Allerdings ist die Fed ja kein typischer Marktakteur. Oft genug kündigt sie den Kauf bestimmter Wertpapiere schon vorher an. Dies ermöglicht es den Banken, die entsprechenden Wertpapiere zu überhöhten Preisen an die Fed zu verkaufen. Die daraus erwachsenden Profite sind eine Art versteckter Subventionen für die Banken – was sich die Wall Street in großem Stil zunutze gemacht hat.

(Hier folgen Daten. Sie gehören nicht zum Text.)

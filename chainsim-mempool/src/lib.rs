use std::collections::{HashMap, HashSet, VecDeque};

use chainsim_common::transactions::{Transaction, TransactionError, TransactionValidator};
use tracing::debug;

/// Upper bound on remembered committed ids.
const COMMITTED_CACHE_LIMIT: usize = 50_000;

/// Per-node pool of admitted transactions not yet included in a local block.
///
/// Candidates come out in admission order.
#[derive(Debug, Default, Clone)]
pub struct Mempool {
    // Key is tx id
    transactions: HashMap<String, Transaction>,
    order: VecDeque<String>,
    // Ids already included in a local block, to reject re-admission
    committed_cache: HashSet<String>,
    committed_order: VecDeque<String>,
}

impl Mempool {
    pub fn new() -> Self {
        Self::default()
    }

    /// Adds a transaction to the mempool.
    /// Returns Ok(true) if added, Ok(false) if duplicate, Err if invalid or already committed.
    pub fn add(&mut self, tx: Transaction) -> Result<bool, TransactionError> {
        TransactionValidator::validate_stateless(&tx)?;

        if self.committed_cache.contains(&tx.id) {
            return Err(TransactionError::AlreadyCommitted(tx.id));
        }

        if self.transactions.contains_key(&tx.id) {
            return Ok(false);
        }
        self.order.push_back(tx.id.clone());
        self.transactions.insert(tx.id.clone(), tx);
        Ok(true)
    }

    /// Removes transactions included in a block and remembers them as committed.
    pub fn remove_batch(&mut self, tx_ids: &[String]) {
        let mut removed = 0;
        for id in tx_ids {
            if self.transactions.remove(id).is_some() {
                removed += 1;
            }
            if self.committed_cache.insert(id.clone()) {
                self.committed_order.push_back(id.clone());
            }
        }
        if removed > 0 {
            self.order.retain(|id| self.transactions.contains_key(id));
            debug!("🧹 Removed {} transactions from mempool", removed);
        }

        while self.committed_order.len() > COMMITTED_CACHE_LIMIT {
            if let Some(old) = self.committed_order.pop_front() {
                self.committed_cache.remove(&old);
            }
        }
    }

    /// All pending transactions in admission order.
    pub fn iter(&self) -> impl Iterator<Item = &Transaction> {
        self.order.iter().filter_map(|id| self.transactions.get(id))
    }

    pub fn contains(&self, id: &str) -> bool {
        self.transactions.contains_key(id)
    }

    /// Number of pending transactions sent by `address`.
    pub fn pending_from(&self, address: &str) -> u64 {
        self.transactions.values().filter(|tx| tx.from == address).count() as u64
    }

    pub fn len(&self) -> usize {
        self.transactions.len()
    }

    pub fn is_empty(&self) -> bool {
        self.transactions.is_empty()
    }
}

#[cfg(test)]
mod tests {
    use super::*;

    fn tx(nonce: u64) -> Transaction {
        Transaction::signed("alice", "bob", 10, nonce, 1)
    }

    #[test]
    fn test_add_and_duplicate() {
        let mut pool = Mempool::new();
        assert!(pool.add(tx(0)).unwrap());
        assert!(!pool.add(tx(0)).unwrap());
        assert_eq!(pool.len(), 1);
    }

    #[test]
    fn test_rejects_unsigned() {
        let mut pool = Mempool::new();
        let unsigned = Transaction::new("alice", "bob", 10, 0, 1);
        assert!(pool.add(unsigned).is_err());
        assert!(pool.is_empty());
    }

    #[test]
    fn test_candidates_keep_admission_order() {
        let mut pool = Mempool::new();
        for n in [3, 1, 2] {
            pool.add(tx(n)).unwrap();
        }
        let nonces: Vec<u64> = pool.iter().map(|t| t.nonce).collect();
        assert_eq!(nonces, vec![3, 1, 2]);
    }

    #[test]
    fn test_removed_transactions_cannot_return() {
        let mut pool = Mempool::new();
        let t = tx(0);
        pool.add(t.clone()).unwrap();
        pool.remove_batch(&[t.id.clone()]);
        assert!(pool.is_empty());
        assert_eq!(pool.add(t.clone()), Err(TransactionError::AlreadyCommitted(t.id)));
    }

    #[test]
    fn test_pending_from_counts_sender() {
        let mut pool = Mempool::new();
        pool.add(tx(0)).unwrap();
        pool.add(tx(1)).unwrap();
        pool.add(Transaction::signed("carol", "bob", 1, 0, 1)).unwrap();
        assert_eq!(pool.pending_from("alice"), 2);
        assert_eq!(pool.pending_from("carol"), 1);
        assert_eq!(pool.pending_from("dave"), 0);
    }
}
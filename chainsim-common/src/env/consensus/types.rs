use std::{fmt, str::FromStr};

use serde::{Deserialize, Serialize};

use crate::error::ChainSimError;

/// The consensus protocol shared by the whole network.
#[derive(Debug, Clone, Copy, PartialEq, Eq, Hash, Serialize, Deserialize)]
#[serde(rename_all = "lowercase")]
pub enum ConsensusKind {
    Pow,
    Pos,
    Raft,
    Pbft,
}

impl FromStr for ConsensusKind {
    type Err = ChainSimError;

    fn from_str(s: &str) -> Result<Self, Self::Err> {
        match s.trim().to_ascii_lowercase().as_str() {
            "pow" | "proof-of-work" => Ok(ConsensusKind::Pow),
            "pos" | "proof-of-stake" => Ok(ConsensusKind::Pos),
            "raft" => Ok(ConsensusKind::Raft),
            "pbft" => Ok(ConsensusKind::Pbft),
            other => Err(ChainSimError::UnknownConsensus(other.to_string())),
        }
    }
}

impl fmt::Display for ConsensusKind {
    fn fmt(&self, f: &mut fmt::Formatter<'_>) -> fmt::Result {
        let s = match self {
            ConsensusKind::Pow => "PoW",
            ConsensusKind::Pos => "PoS",
            ConsensusKind::Raft => "Raft",
            ConsensusKind::Pbft => "PBFT",
        };
        write!(f, "{}", s)
    }
}

/// Raft roles. One active role per node at a time.
#[derive(Debug, Clone, Copy, PartialEq, Eq, Default, Serialize, Deserialize)]
pub enum RaftRole {
    #[default]
    Follower,
    Candidate,
    Leader,
}

impl fmt::Display for RaftRole {
    fn fmt(&self, f: &mut fmt::Formatter<'_>) -> fmt::Result {
        let s = match self {
            RaftRole::Follower => "Follower",
            RaftRole::Candidate => "Candidate",
            RaftRole::Leader => "Leader",
        };
        write!(f, "{}", s)
    }
}

/// Phases of a PBFT sequence number, in protocol order.
#[derive(Debug, Clone, Copy, PartialEq, Eq, PartialOrd, Ord, Hash, Default, Serialize, Deserialize)]
#[serde(rename_all = "SCREAMING_SNAKE_CASE")]
pub enum PbftPhase {
    #[default]
    Idle,
    PrePrepared,
    Prepared,
    Committed,
}

impl PbftPhase {
    /// The only phase a sequence may move to from `self`.
    pub fn next(self) -> Option<PbftPhase> {
        match self {
            PbftPhase::Idle => Some(PbftPhase::PrePrepared),
            PbftPhase::PrePrepared => Some(PbftPhase::Prepared),
            PbftPhase::Prepared => Some(PbftPhase::Committed),
            PbftPhase::Committed => None,
        }
    }
}
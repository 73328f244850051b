mod gossip;
pub mod pbft;
pub mod pos;
pub mod pow;
pub mod raft;

pub use pbft::PbftEngine;
pub use pos::PosEngine;
pub use pow::PowEngine;
pub use raft::RaftEngine;

#[cfg(test)]
pub(crate) mod testkit;
//! Wall-clock driver: advances the simulation on a tokio interval until told to stop.

use std::sync::Arc;

use tokio::{
    sync::{oneshot, Mutex, RwLock},
    task::JoinHandle,
    time::{self, MissedTickBehavior},
};
use tracing::info;

use crate::simulation::Simulation;

pub struct SimulationDriver {
    simulation: Arc<RwLock<Simulation>>,
    shutdown_sender: Mutex<Option<oneshot::Sender<()>>>,
    handle: Mutex<Option<JoinHandle<u64>>>,
}

impl SimulationDriver {
    pub fn new(simulation: Simulation) -> Self {
        Self {
            simulation: Arc::new(RwLock::new(simulation)),
            shutdown_sender: Mutex::new(None),
            handle: Mutex::new(None),
        }
    }

    /// Shared handle for readers (snapshots) and admin mutations.
    pub fn simulation(&self) -> Arc<RwLock<Simulation>> {
        Arc::clone(&self.simulation)
    }

    /// Advances `ticks` steps immediately, without waiting on the wall clock.
    pub async fn run_ticks(&self, ticks: usize) -> u64 {
        let mut sim = self.simulation.write().await;
        sim.run_ticks(ticks);
        sim.now()
    }

    /// Spawns the periodic loop. `max_ticks` bounds the run; `None` runs until `stop`.
    /// Returns false if a loop is already running.
    pub async fn start(&self, max_ticks: Option<u64>) -> bool {
        let mut handle_slot = self.handle.lock().await;
        if handle_slot.as_ref().map(|h| !h.is_finished()).unwrap_or(false) {
            return false;
        }

        let (tx, mut rx) = oneshot::channel();
        *self.shutdown_sender.lock().await = Some(tx);

        let simulation = Arc::clone(&self.simulation);
        let period = simulation.read().await.tick_interval();

        *handle_slot = Some(tokio::spawn(async move {
            let mut ticker = time::interval(period);
            ticker.set_missed_tick_behavior(MissedTickBehavior::Delay);
            let mut ticks = 0u64;
            info!("▶️ Driver started ({:?} per tick)", period);
            loop {
                tokio::select! {
                    _ = &mut rx => break,
                    _ = ticker.tick() => {
                        simulation.write().await.step();
                        ticks += 1;
                        if max_ticks.map(|max| ticks >= max).unwrap_or(false) {
                            break;
                        }
                    }
                }
            }
            info!("⏹️ Driver stopped after {} ticks", ticks);
            ticks
        }));
        true
    }

    /// Signals the loop to stop and waits for it. Returns the ticks it ran.
    pub async fn stop(&self) -> u64 {
        if let Some(tx) = self.shutdown_sender.lock().await.take() {
            tx.send(()).ok();
        }
        self.join().await
    }

    /// Waits for the loop to end on its own.
    pub async fn join(&self) -> u64 {
        let handle = self.handle.lock().await.take();
        match handle {
            Some(h) => h.await.unwrap_or(0),
            None => 0,
        }
    }
}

Ein früherer Beamter des US-Finanzministeriums und der Fed hat kürzlich gesagt, die Situation habe inzwischen den Punkt erreicht, an dem an der Wall Street jeder die Lage dazu nutzt, ohne jedes Risiko Profite auf Kosten des Steuerzahlers einzuheimsen. William Dudley, der Präsident der für die Marktgeschäfte zuständigen New Yorker Federal Reserve, verteidigt diese Verschwendung von Steuergeldern: »Wir halten die Entscheidung für Transparenz für ein hohes Gut.«
Dadurch, dass die Fed durch Anleihekäufe und Notkredite im Verlauf des vergangenen Jahres eine Billion Dollar in das Banksystem gepumpt hat, haben die Banken Reserven in Höhe von 744 Milliarden Dollar angehäuft, das ist mehr als der Gesamtumfang des steuerfinanzierten Bankenrettungspakets TARP. Bemerkenswerterweise weigert sich die Zentralbank selbst Gerichtsverfahren zum Trotz, offenzulegen, was mit dem Geld geschehen ist, weil solche Informationen angeblich die Stabilität des Finanzsystems gefährden könnten.